One has to wonder if her decision to marry a prince was just her way of escaping her issues. BPs use the excitement of new love as a band aid for all that ails them. But when that honeymoon feeling fizzles out, the relationship no longer serves its purpose. And that means the old one must be discarded, even if he is a prince. BPs need the excitement of a new love to fill a void that can’t be filled.
Borderlines are good at covering up their disorder. Denial is one of their most potent coping mechanisms. When it comes to the appearance of well-being, BPs are good at faking it. Her adoring fans were more than willing to buy into the illusion that she was tormented by Charles and the Royal Family. We can only wonder how Diana’s life would have been different had she been diagnosed with BPD and received treatment for it. Unfortunately, her friends and family never encouraged her to get help. They were more concerned about protecting her good name. BPs surround themselves with enablers, people who help cover up the evidence. Conversely, BPs alienate those who attempt to help them or criticize their inappropriate behavior:
Throughout Ms. Smith’s book, it becomes clear that the British, especially the upper classes, view psychiatry with intense skepticism and disdain. Raised as a member of the aristocracy, Diana was supposed to keep a stiff upper lip—to sort herself out, rather than seek psychiatric help. To his credit, Prince Charles did try to get Diana professional help while they were still on their honeymoon. He arranged for his bride to see a psychiatrist, who prescribed tranquilizers, which she rejected.
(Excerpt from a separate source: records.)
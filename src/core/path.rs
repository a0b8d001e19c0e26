//! Path scheme - mapping entries to repo file paths
//!
//! Pure functions, deterministic for identical inputs:
//!
//! - TILs are bucketed by date: `til/<year>/<month>/<slug>.md`
//! - Prompts by category: `ai/prompts/<category>/<slug>.md`
//! - Patterns by category: `patterns/<category>/<slug>.md`
//!
//! If a resolved path is already taken, `disambiguate` appends a numeric
//! suffix (`-2`, `-3`, ...) until a free path is found. The check runs
//! against a tree listing fetched moments earlier, so a concurrent writer
//! can still race us; the create-only write turns that race into a
//! `Conflict` instead of an overwrite.

use std::collections::HashSet;

use chrono::{DateTime, Datelike, Utc};

use crate::error::{PkbError, Result};

use super::entry::Section;

/// Slugify a title: lowercase, non-alphanumeric runs collapsed to a single `-`
pub fn slugify(input: &str) -> String {
    let mut slug = String::with_capacity(input.len());
    let mut pending_sep = false;

    for c in input.chars() {
        if c.is_ascii_alphanumeric() {
            if pending_sep && !slug.is_empty() {
                slug.push('-');
            }
            pending_sep = false;
            slug.push(c.to_ascii_lowercase());
        } else {
            pending_sep = true;
        }
    }

    slug
}

/// Compute the canonical path for an entry
///
/// Deterministic given identical inputs. Fails with `Validation` if the
/// title slugifies to nothing, or if the category is missing/empty for a
/// section that buckets by category.
pub fn resolve_path(
    section: Section,
    category: Option<&str>,
    title: &str,
    created_at: DateTime<Utc>,
) -> Result<String> {
    let slug = slugify(title);
    if slug.is_empty() {
        return Err(PkbError::validation(
            "title",
            format!("'{}' contains no usable characters", title),
        ));
    }

    match section {
        Section::Til => Ok(format!(
            "til/{:04}/{:02}/{}.md",
            created_at.year(),
            created_at.month(),
            slug
        )),
        Section::Prompt | Section::Pattern => {
            let category = slugify(category.unwrap_or_default());
            if category.is_empty() {
                return Err(PkbError::validation(
                    "category",
                    format!("required for {} entries", section),
                ));
            }
            Ok(format!("{}{}/{}.md", section.prefix(), category, slug))
        }
    }
}

/// Find a free variant of `base` against a snapshot of existing paths
///
/// Returns `base` itself if free, otherwise `base-2`, `base-3`, ... with the
/// suffix inserted before the `.md` extension.
pub fn disambiguate(base: &str, existing: &HashSet<String>) -> String {
    if !existing.contains(base) {
        return base.to_string();
    }

    let stem = base.strip_suffix(".md").unwrap_or(base);
    let mut n = 2u32;
    loop {
        let candidate = format!("{}-{}.md", stem, n);
        if !existing.contains(&candidate) {
            return candidate;
        }
        n += 1;
    }
}

/// Human-readable commit message for the backing store revision
pub fn commit_message(section: Section, title: &str, category: Option<&str>) -> String {
    match (section, category) {
        (Section::Til, _) => format!("Add TIL: {}", title),
        (Section::Prompt, Some(c)) => format!("Add prompt: {} ({})", title, c),
        (Section::Prompt, None) => format!("Add prompt: {}", title),
        (Section::Pattern, Some(c)) => format!("Add pattern: {} ({})", title, c),
        (Section::Pattern, None) => format!("Add pattern: {}", title),
    }
}

#[cfg(test)]
mod tests {
    use chrono::TimeZone;

    use super::*;

    fn ts() -> DateTime<Utc> {
        Utc.with_ymd_and_hms(2024, 3, 15, 10, 30, 0).unwrap()
    }

    #[test]
    fn test_slugify() {
        assert_eq!(slugify("Fixed a flaky test"), "fixed-a-flaky-test");
        assert_eq!(slugify("Rust's ?-operator!"), "rust-s-operator");
        assert_eq!(slugify("  --- trimmed ---  "), "trimmed");
        assert_eq!(slugify("CamelCase123"), "camelcase123");
        assert_eq!(slugify("!!!"), "");
    }

    #[test]
    fn test_til_path_buckets_by_date() {
        let path = resolve_path(Section::Til, None, "Fixed a flaky test", ts()).unwrap();
        assert_eq!(path, "til/2024/03/fixed-a-flaky-test.md");
    }

    #[test]
    fn test_prompt_path_buckets_by_category() {
        let path = resolve_path(Section::Prompt, Some("coding"), "Code Review", ts()).unwrap();
        assert_eq!(path, "ai/prompts/coding/code-review.md");
    }

    #[test]
    fn test_pattern_path_buckets_by_category() {
        let path = resolve_path(Section::Pattern, Some("DevOps"), "Blue Green", ts()).unwrap();
        assert_eq!(path, "patterns/devops/blue-green.md");
    }

    #[test]
    fn test_resolve_is_deterministic() {
        let a = resolve_path(Section::Til, None, "Same Title", ts()).unwrap();
        let b = resolve_path(Section::Til, None, "Same Title", ts()).unwrap();
        assert_eq!(a, b);
    }

    #[test]
    fn test_missing_category_rejected() {
        let err = resolve_path(Section::Prompt, None, "Title", ts()).unwrap_err();
        assert!(matches!(
            err,
            PkbError::Validation {
                field: "category",
                ..
            }
        ));
    }

    #[test]
    fn test_unusable_title_rejected() {
        let err = resolve_path(Section::Til, None, "???", ts()).unwrap_err();
        assert!(matches!(err, PkbError::Validation { field: "title", .. }));
    }

    #[test]
    fn test_disambiguate_free_path() {
        let existing = HashSet::new();
        assert_eq!(disambiguate("til/2024/03/x.md", &existing), "til/2024/03/x.md");
    }

    #[test]
    fn test_disambiguate_appends_suffix() {
        let mut existing = HashSet::new();
        existing.insert("til/2024/03/x.md".to_string());
        assert_eq!(disambiguate("til/2024/03/x.md", &existing), "til/2024/03/x-2.md");

        existing.insert("til/2024/03/x-2.md".to_string());
        assert_eq!(disambiguate("til/2024/03/x.md", &existing), "til/2024/03/x-3.md");
    }

    #[test]
    fn test_commit_messages() {
        assert_eq!(
            commit_message(Section::Til, "Fixed a flaky test", None),
            "Add TIL: Fixed a flaky test"
        );
        assert_eq!(
            commit_message(Section::Prompt, "Code Review", Some("coding")),
            "Add prompt: Code Review (coding)"
        );
        assert_eq!(
            commit_message(Section::Pattern, "Blue Green", Some("devops")),
            "Add pattern: Blue Green (devops)"
        );
    }
}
Later Diana was given Prozac, which she took for only a short time. Instead, the Princess chose to take sleeping pills for many years, and Ms. Smith never discusses how the side effects of this medication might have affected Diana’s behavior.
One could argue that the mistrust of psychiatry, is not exclusive to the British or the upper class. It is all part of a BP’s self-destructive make-up. The author suggests Diana often made bad choices because of her BPD.:
Instead, she relied on her instincts and wound up repeating the same mistakes over and over.
BPD adversely affects normal cognitive function. It makes otherwise intelligent people do stupid things. Their strange behavior is also influenced by bouts of paranoia. Their denial protects their self-esteem (or rather their self-created image) but prevents them from seeing the big picture and limits self-awareness. And therefore prevents them from getting better.
Is it preposterous to say that the adverse affects of BPD led to the demise of Princess Di? Is this any more preposterous than blaming the paparazzi or the Royal Family? BPs are good at finding scapegoats to take the blame for their suffering. They are even better at convincing others of their victimhood. But first consider that Diana’s life was troubled, long before the paparazzi took their first photo. She suffered from emotional instability, long before she married the prince. Consider that the drama and chaos that ruled her life, created a downward spiral of shame and depression long before her tragic death. Perhaps the best way to honor the memory and good works of Princess Diana is to make sure others, like her, get the help they desperately need.